D'abord, il y a l'écrivain à succès. Vous le connaissez forcément. Vous avez vu une critique de son livre sur un blog quelconque, la couverture est en vitrine dans tous les Relay des gares de France, pour cet écrivain-là, on ne se fait pas de soucis. Et parfois, même si on n'aime pas le genre ni le sujet, on lit quand même son livre. Pour pouvoir en parler avec les collègues ou les amis. Pour pouvoir dire j'ai aimé ou je n'ai pas aimé. Derrière on met se qui va bien avec : l'intrigue (pour un polar), le style (pour un roman réaliste), la profondeur des personnages (pour une romance), la vraisemblance (pour un roman historique), l'imaginaire (pour un livre de SF ou de fantaisy)… Quand on est jeune écrivain, on rêve d'être un écrivain à succès. C'est quand même le mieux, pour la reconnaissance sociale. Il est pas juste un écrivain, il est comme un super écrivain qui a bien compris comment fonctionnent le monde artistique et le monde réel. Il est gagnant sur tous les tableaux.

Il parait que c'est surtout une question de chance. Avoir un livre qui plait, avoir du talent, avoir une bonne idée pas trop visitée, rencontrer les bonnes personnes et le bon éditeur… Vous appelez ça la chance, vous ?

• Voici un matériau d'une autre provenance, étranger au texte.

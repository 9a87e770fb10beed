//! Authentication Middleware
//!
//! Axum middleware for session resolution and the coarse admin gate.

use axum::{
    extract::{Request, State},
    middleware::Next,
    response::Response,
};

use crate::auth::{CurrentUser, JwtService, session};
use crate::security_log;
use crate::server::ServerState;
use crate::utils::AppError;

/// Require authentication middleware
///
/// Extracts the bearer token from the `Authorization` header, resolves it
/// to a live principal (fresh DB load with roles, active-account check),
/// and injects [`CurrentUser`] into the request extensions.
///
/// Skipped for:
/// - `OPTIONS` requests (CORS preflight)
/// - non-`/api/` paths (they 404 normally)
/// - the public auth and health endpoints
pub async fn require_auth(
    State(state): State<ServerState>,
    mut req: Request,
    next: Next,
) -> Result<Response, AppError> {
    let path = req.uri().path();

    if req.method() == http::Method::OPTIONS {
        return Ok(next.run(req).await);
    }

    if !path.starts_with("/api/") {
        return Ok(next.run(req).await);
    }

    let is_public_api_route = path == "/api/v1/auth/login"
        || path == "/api/v1/auth/register"
        || path == "/api/v1/health";
    if is_public_api_route {
        return Ok(next.run(req).await);
    }

    let auth_header = req
        .headers()
        .get(http::header::AUTHORIZATION)
        .and_then(|h| h.to_str().ok());

    let token = match auth_header {
        Some(header) => {
            JwtService::extract_from_header(header).ok_or(AppError::InvalidToken)?
        }
        None => {
            security_log!("WARN", "auth_missing", uri = format!("{:?}", req.uri()));
            return Err(AppError::unauthorized());
        }
    };

    match session::resolve(&state, token).await {
        Ok(user) => {
            req.extensions_mut().insert(user);
            Ok(next.run(req).await)
        }
        Err(e) => {
            security_log!(
                "WARN",
                "auth_failed",
                error = format!("{}", e),
                uri = format!("{:?}", req.uri())
            );
            Err(e)
        }
    }
}

/// Require admin role middleware
///
/// Coarse gate in front of the administrative CRUD surface; checked before
/// any section permission. 403 unless some assigned role is named "admin"
/// (case-insensitive).
pub async fn require_admin(req: Request, next: Next) -> Result<Response, AppError> {
    let user = req
        .extensions()
        .get::<CurrentUser>()
        .ok_or_else(AppError::unauthorized)?;
    if !user.is_admin() {
        security_log!(
            "WARN",
            "admin_required",
            user_id = user.id,
            email = user.email.clone()
        );
        return Err(AppError::forbidden("Admin access required"));
    }

    Ok(next.run(req).await)
}
use std::path::PathBuf;

use crate::auth::JwtConfig;

/// Server configuration
///
/// Every item can be overridden through environment variables:
///
/// | Variable | Default | Meaning |
/// |----------|---------|---------|
/// | WORK_DIR | /var/lib/dashboard | working directory (database, logs) |
/// | DATABASE_FILE | <WORK_DIR>/dashboard.db | SQLite database file |
/// | HTTP_PORT | 8000 | HTTP API port |
/// | ENVIRONMENT | development | development \| staging \| production |
/// | MAX_DB_CONNECTIONS | 5 | connection pool ceiling |
/// | JWT_SECRET | (dev fallback) | token signing secret |
/// | JWT_ALGORITHM | HS256 | token signing algorithm |
/// | JWT_EXPIRATION_MINUTES | 30 | default token TTL |
#[derive(Debug, Clone)]
pub struct Config {
    /// Working directory for database and log files
    pub work_dir: String,
    /// SQLite database file; defaults to `<work_dir>/dashboard.db`
    pub database_file: Option<String>,
    /// HTTP API port
    pub http_port: u16,
    /// JWT configuration
    pub jwt: JwtConfig,
    /// Runtime environment: development | staging | production
    pub environment: String,
    /// Connection pool ceiling
    pub max_db_connections: u32,
}

impl Config {
    /// Load configuration from environment variables, falling back to
    /// defaults for anything unset.
    pub fn from_env() -> Self {
        Self {
            work_dir: std::env::var("WORK_DIR").unwrap_or_else(|_| "/var/lib/dashboard".into()),
            database_file: std::env::var("DATABASE_FILE").ok(),
            http_port: std::env::var("HTTP_PORT")
                .ok()
                .and_then(|p| p.parse().ok())
                .unwrap_or(8000),
            jwt: JwtConfig::default(),
            environment: std::env::var("ENVIRONMENT").unwrap_or_else(|_| "development".into()),
            max_db_connections: std::env::var("MAX_DB_CONNECTIONS")
                .ok()
                .and_then(|p| p.parse().ok())
                .unwrap_or(5),
        }
    }

    /// Resolved database file path.
    pub fn database_path(&self) -> PathBuf {
        match &self.database_file {
            Some(path) => PathBuf::from(path),
            None => PathBuf::from(&self.work_dir).join("dashboard.db"),
        }
    }

    pub fn is_production(&self) -> bool {
        self.environment == "production"
    }

    pub fn is_development(&self) -> bool {
        self.environment == "development"
    }
}

impl Default for Config {
    fn default() -> Self {
        Self::from_env()
    }
}
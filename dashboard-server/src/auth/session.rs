//! Session resolution
//!
//! Turns a bearer token into a live [`CurrentUser`] on every request:
//! validate the signature, parse the subject to the principal id, load the
//! user with all role assignments in one fetch, and enforce the
//! active-account policy. A disabled account fails `Forbidden` even when
//! the token itself is still valid.

use shared::models::{Role, UserWithRoles};

use crate::server::ServerState;
use crate::utils::AppError;

/// Current user context injected into request extensions by the
/// authentication middleware.
///
/// Roles are loaded eagerly so permission checks iterate in memory instead
/// of issuing one query per role.
#[derive(Debug, Clone)]
pub struct CurrentUser {
    pub id: i64,
    pub name: String,
    pub email: String,
    pub roles: Vec<Role>,
}

impl From<UserWithRoles> for CurrentUser {
    fn from(loaded: UserWithRoles) -> Self {
        Self {
            id: loaded.user.id,
            name: loaded.user.name,
            email: loaded.user.email,
            roles: loaded.roles,
        }
    }
}

impl CurrentUser {
    /// Whether any assigned role is the privileged "admin" role
    /// (case-insensitive name comparison).
    pub fn is_admin(&self) -> bool {
        self.roles.iter().any(Role::is_admin)
    }

    pub fn role_ids(&self) -> impl Iterator<Item = i64> + '_ {
        self.roles.iter().map(|role| role.id)
    }
}

/// Resolve a bearer token to a live principal.
///
/// Failure mapping:
/// - token invalid/expired/unparseable subject → 401 (invalid token)
/// - subject does not reference an existing user → 401
/// - account disabled → 403 (the token was valid; the account is not)
pub async fn resolve(state: &ServerState, token: &str) -> Result<CurrentUser, AppError> {
    let claims = state
        .jwt_service
        .validate_token(token)
        .map_err(|_| AppError::InvalidToken)?;

    let user_id: i64 = claims.sub.parse().map_err(|_| AppError::InvalidToken)?;

    let loaded = crate::db::repository::user::find_with_roles(state.pool(), user_id)
        .await?
        .ok_or_else(AppError::unauthorized)?;

    if !loaded.user.is_active {
        return Err(AppError::forbidden("Account is inactive"));
    }

    Ok(CurrentUser::from(loaded))
}
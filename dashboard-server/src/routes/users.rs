use axum::Router;
use axum::routing::{get, post};

use crate::auth::middleware::require_admin;
use crate::handler::{auth, user};
use crate::server::ServerState;

/// User router
/// - /api/v1/users/me: any authenticated user
/// - everything else: admin access required
pub fn router() -> Router<ServerState> {
    let admin = Router::new()
        .route("/api/v1/users", get(user::list).post(user::create))
        .route(
            "/api/v1/users/{id}",
            get(user::get_by_id).put(user::update).delete(user::delete),
        )
        .route("/api/v1/users/{id}/roles", get(user::list_roles))
        .route(
            "/api/v1/users/{id}/roles/{role_id}",
            post(user::assign_role).delete(user::remove_role),
        )
        .route_layer(axum::middleware::from_fn(require_admin));

    Router::new()
        .route("/api/v1/users/me", get(auth::me))
        .merge(admin)
}
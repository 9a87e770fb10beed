//! CurrentUser Extractor
//!
//! Lets protected handlers take `user: CurrentUser` directly. The
//! middleware normally resolves the session first; the extractor falls back
//! to resolving the bearer token itself so handlers also work when called
//! outside the authenticated router stack (tests, oneshot calls).

use axum::{extract::FromRequestParts, http::request::Parts};

use crate::auth::{CurrentUser, JwtService, session};
use crate::security_log;
use crate::server::ServerState;
use crate::utils::AppError;

impl FromRequestParts<ServerState> for CurrentUser {
    type Rejection = AppError;

    async fn from_request_parts(
        parts: &mut Parts,
        state: &ServerState,
    ) -> Result<Self, Self::Rejection> {
        // Check if already resolved by the middleware
        if let Some(user) = parts.extensions.get::<CurrentUser>() {
            return Ok(user.clone());
        }

        let auth_header = parts
            .headers
            .get(http::header::AUTHORIZATION)
            .and_then(|h| h.to_str().ok());

        let token = match auth_header {
            Some(header) => {
                JwtService::extract_from_header(header).ok_or(AppError::InvalidToken)?
            }
            None => {
                security_log!("WARN", "auth_missing", uri = format!("{:?}", parts.uri));
                return Err(AppError::unauthorized());
            }
        };

        let user = session::resolve(state, token).await?;

        // Store in extensions for potential reuse
        parts.extensions.insert(user.clone());

        Ok(user)
    }
}
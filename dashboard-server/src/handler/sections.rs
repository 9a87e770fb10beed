//! Section Access Handlers
//!
//! The enforcement point for section-gated areas of the application. The
//! business endpoints behind each section live elsewhere; this probe runs
//! the same authorization they do and reports the outcome.

use axum::{
    Json,
    extract::{Path, State},
};
use serde::Serialize;

use crate::auth::CurrentUser;
use crate::auth::permissions::{self, PermissionAction};
use crate::server::ServerState;
use crate::utils::AppResult;

#[derive(Debug, Serialize)]
pub struct SectionAccessResponse {
    pub section: String,
    pub action: String,
    pub granted: bool,
}

/// View-access probe for a section.
///
/// 200 when any of the caller's roles grants view on the section, 403
/// otherwise (identifying the section and action in the message).
pub async fn view(
    State(state): State<ServerState>,
    user: CurrentUser,
    Path(section): Path<String>,
) -> AppResult<Json<SectionAccessResponse>> {
    permissions::authorize(state.pool(), &user, &section, PermissionAction::View).await?;

    Ok(Json(SectionAccessResponse {
        section,
        action: PermissionAction::View.to_string(),
        granted: true,
    }))
}

/// Edit-access probe for a section.
pub async fn edit(
    State(state): State<ServerState>,
    user: CurrentUser,
    Path(section): Path<String>,
) -> AppResult<Json<SectionAccessResponse>> {
    permissions::authorize(state.pool(), &user, &section, PermissionAction::Edit).await?;

    Ok(Json(SectionAccessResponse {
        section,
        action: PermissionAction::Edit.to_string(),
        granted: true,
    }))
}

Puis, il y a l'Écrivain. A celui-là on lui met un grand E majuscule avec accent parce que, voyez-vous, même si on ne voit pas son livre partout, même si on ne l'a pas lu, on sait que son livre existe. Parce que ce que l'Écrivain écrit est intelligent, profond et visionnaire, qu'il influence doucement la société dans laquelle nous vivons. Cet écrivain-là, peut-être qu'il finira à l'académie française. Peut-être qu'il y est déjà. Peut-être qu'il écrit loin de votre regard, dans une petite maison de pierres, au bord de la mer. Il est souvent âgé, il parle avec une voix roque, c'est souvent un homme à vrai dire, on ne connait ni ses enfants ni sa femme, on ne connait que son livre, même sans l'avoir lu. Son livre sera étudié d'ici peu par les lycéens en littérature.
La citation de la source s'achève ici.